Start of Block
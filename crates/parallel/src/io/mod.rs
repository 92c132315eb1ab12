//! Coordinator-side handlers for operations workers cannot perform.
//!
//! Workers only describe what they want (print this, store that row, plot
//! this, give me that value); the [`IoProxy`] carries it out against its
//! sinks. Every handler runs on the coordinator loop.

mod sinks;
mod values;

pub use sinks::{
    ConsoleLine, ConsoleSink, ConsoleStream, CsvFileSink, CsvSink, MemoryCsvSink, PlotNotice,
    PlotSink, RecordingConsole, RecordingPlotSink, StdConsole,
};
pub use values::{SharedValues, ValueSource};

use crate::context::RunContext;
use elea_core::{CorrelationId, Message, ProtocolError, WorkerId};
use serde_json::Value;
use std::sync::Arc;
use thiserror::Error;

/// One row of the CSV buffer.
pub type CsvRow = Vec<Value>;

/// Errors from flushing collaborator sinks.
#[derive(Debug, Error)]
pub enum SinkError {
    #[error("CSV write failed: {0}")]
    Csv(#[from] csv::Error),
    #[error("I/O error: {0}")]
    Io(#[from] std::io::Error),
}

/// Render console arguments the way `console.log(a, b, c)` prints them.
///
/// An array is an argument list; strings print without quotes; everything
/// else prints as JSON.
pub fn render_args(args: &Value) -> String {
    fn render_one(value: &Value) -> String {
        match value {
            Value::String(s) => s.clone(),
            other => other.to_string(),
        }
    }

    match args {
        Value::Array(items) => items.iter().map(render_one).collect::<Vec<_>>().join(" "),
        single => render_one(single),
    }
}

/// Coordinator-side I/O handlers and their sinks.
pub struct IoProxy {
    console: Arc<dyn ConsoleSink>,
    csv: Box<dyn CsvSink>,
    plot: Arc<dyn PlotSink>,
    values: Arc<dyn ValueSource>,
    tag_console: bool,
}

impl IoProxy {
    /// Proxy with stdio console, in-memory CSV, plot notices and an empty
    /// value store.
    pub fn new(tag_console: bool) -> Self {
        Self {
            console: Arc::new(StdConsole),
            csv: Box::new(MemoryCsvSink::new()),
            plot: Arc::new(PlotNotice),
            values: Arc::new(SharedValues::new()),
            tag_console,
        }
    }

    pub fn set_console(&mut self, console: Arc<dyn ConsoleSink>) {
        self.console = console;
    }

    pub fn set_csv_sink(&mut self, csv: Box<dyn CsvSink>) {
        self.csv = csv;
    }

    pub fn set_plot_sink(&mut self, plot: Arc<dyn PlotSink>) {
        self.plot = plot;
    }

    pub fn set_value_source(&mut self, values: Arc<dyn ValueSource>) {
        self.values = values;
    }

    pub fn on_console_log(&self, source: WorkerId, args: &Value) {
        self.console
            .write(ConsoleStream::Out, source, &self.format_line(source, args));
    }

    pub fn on_console_error(&self, source: WorkerId, args: &Value) {
        self.console
            .write(ConsoleStream::Err, source, &self.format_line(source, args));
    }

    /// Append a row to the run's CSV buffer.
    ///
    /// A scalar payload becomes a one-field row.
    pub fn on_csv_row(&self, ctx: &mut RunContext, source: WorkerId, row: Value) {
        let row = match row {
            Value::Array(fields) => fields,
            scalar => vec![scalar],
        };
        tracing::trace!(worker = source.0, fields = row.len(), "CSV row buffered");
        ctx.push_csv_row(row);
    }

    pub fn on_plot_request(&self, source: WorkerId, spec: &Value) {
        self.plot.plot(source, spec);
    }

    /// Answer a value request with a reply carrying the same correlation id.
    pub fn on_value_request(
        &self,
        ctx: &RunContext,
        source: WorkerId,
        correlation_id: CorrelationId,
        payload: &Value,
    ) -> Result<(), ProtocolError> {
        let value = self.values.value_for(source, payload);
        ctx.send_to(source, Message::value_reply(correlation_id, value))
    }

    /// Hand the run's rows to the CSV sink.
    pub fn flush_csv(&mut self, rows: &[CsvRow]) -> Result<(), SinkError> {
        if rows.is_empty() {
            return Ok(());
        }
        self.csv.write_rows(rows)
    }

    fn format_line(&self, source: WorkerId, args: &Value) -> String {
        let text = render_args(args);
        if self.tag_console {
            format!("[thread {}] {}", source, text)
        } else {
            text
        }
    }
}

impl Default for IoProxy {
    fn default() -> Self {
        Self::new(true)
    }
}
End of Block
* Instructions to follow
Nothing in the records should be left out; write all of them out again exactly.

* Output for this exercise
filename crates/parallel/src/io/mod.rs
repository 92c132315eb1ab12
//! Coordinator-side handlers for operations workers cannot perform.
//!
//! Workers only describe what they want (print this, store that row, plot
//! this, give me that value); the [`IoProxy`] carries it out against its
//! sinks. Every handler runs on the coordinator loop.

mod sinks;
mod values;

pub use sinks::{
    ConsoleLine, ConsoleSink, ConsoleStream, CsvFileSink, CsvSink, MemoryCsvSink, PlotNotice,
    PlotSink, RecordingConsole, RecordingPlotSink, StdConsole,
};
pub use values::{SharedValues, ValueSource};

use crate::context::RunContext;
use elea_core::{CorrelationId, Message, ProtocolError, WorkerId};
use serde_json::Value;
use std::sync::Arc;
use thiserror::Error;

/// One row of the CSV buffer.
pub type CsvRow = Vec<Value>;

/// Errors from flushing collaborator sinks.
#[derive(Debug, Error)]
pub enum SinkError {
    #[error("CSV write failed: {0}")]
    Csv(#[from] csv::Error),
    #[error("I/O error: {0}")]
    Io(#[from] std::io::Error),
}

/// Render console arguments the way `console.log(a, b, c)` prints them.
///
/// An array is an argument list; strings print without quotes; everything
/// else prints as JSON.
pub fn render_args(args: &Value) -> String {
    fn render_one(value: &Value) -> String {
        match value {
            Value::String(s) => s.clone(),
            other => other.to_string(),
        }
    }

    match args {
        Value::Array(items) => items.iter().map(render_one).collect::<Vec<_>>().join(" "),
        single => render_one(single),
    }
}

/// Coordinator-side I/O handlers and their sinks.
pub struct IoProxy {
    console: Arc<dyn ConsoleSink>,
    csv: Box<dyn CsvSink>,
    plot: Arc<dyn PlotSink>,
    values: Arc<dyn ValueSource>,
    tag_console: bool,
}

impl IoProxy {
    /// Proxy with stdio console, in-memory CSV, plot notices and an empty
    /// value store.
    pub fn new(tag_console: bool) -> Self {
        Self {
            console: Arc::new(StdConsole),
            csv: Box::new(MemoryCsvSink::new()),
            plot: Arc::new(PlotNotice),
            values: Arc::new(SharedValues::new()),
            tag_console,
        }
    }

    pub fn set_console(&mut self, console: Arc<dyn ConsoleSink>) {
        self.console = console;
    }

    pub fn set_csv_sink(&mut self, csv: Box<dyn CsvSink>) {
        self.csv = csv;
    }

    pub fn set_plot_sink(&mut self, plot: Arc<dyn PlotSink>) {
        self.plot = plot;
    }

    pub fn set_value_source(&mut self, values: Arc<dyn ValueSource>) {
        self.values = values;
    }

    pub fn on_console_log(&self, source: WorkerId, args: &Value) {
        self.console
            .write(ConsoleStream::Out, source, &self.format_line(source, args));
    }

    pub fn on_console_error(&self, source: WorkerId, args: &Value) {
        self.console
            .write(ConsoleStream::Err, source, &self.format_line(source, args));
    }

    /// Append a row to the run's CSV buffer.
    ///
    /// A scalar payload becomes a one-field row.
    pub fn on_csv_row(&self, ctx: &mut RunContext, source: WorkerId, row: Value) {
        let row = match row {
            Value::Array(fields) => fields,
            scalar => vec![scalar],
        };
        tracing::trace!(worker = source.0, fields = row.len(), "CSV row buffered");
        ctx.push_csv_row(row);
    }

    pub fn on_plot_request(&self, source: WorkerId, spec: &Value) {
        self.plot.plot(source, spec);
    }

    /// Answer a value request with a reply carrying the same correlation id.
    pub fn on_value_request(
        &self,
        ctx: &RunContext,
        source: WorkerId,
        correlation_id: CorrelationId,
        payload: &Value,
    ) -> Result<(), ProtocolError> {
        let value = self.values.value_for(source, payload);
        ctx.send_to(source, Message::value_reply(correlation_id, value))
    }

    /// Hand the run's rows to the CSV sink.
    pub fn flush_csv(&mut self, rows: &[CsvRow]) -> Result<(), SinkError> {
        if rows.is_empty() {
            return Ok(());
        }
        self.csv.write_rows(rows)
    }

    fn format_line(&self, source: WorkerId, args: &Value) -> String {
        let text = render_args(args);
        if self.tag_console {
            format!("[thread {}] {}", source, text)
        } else {
            text
        }
    }
}

impl Default for IoProxy {
    fn default() -> Self {
        Self::new(true)
    }
}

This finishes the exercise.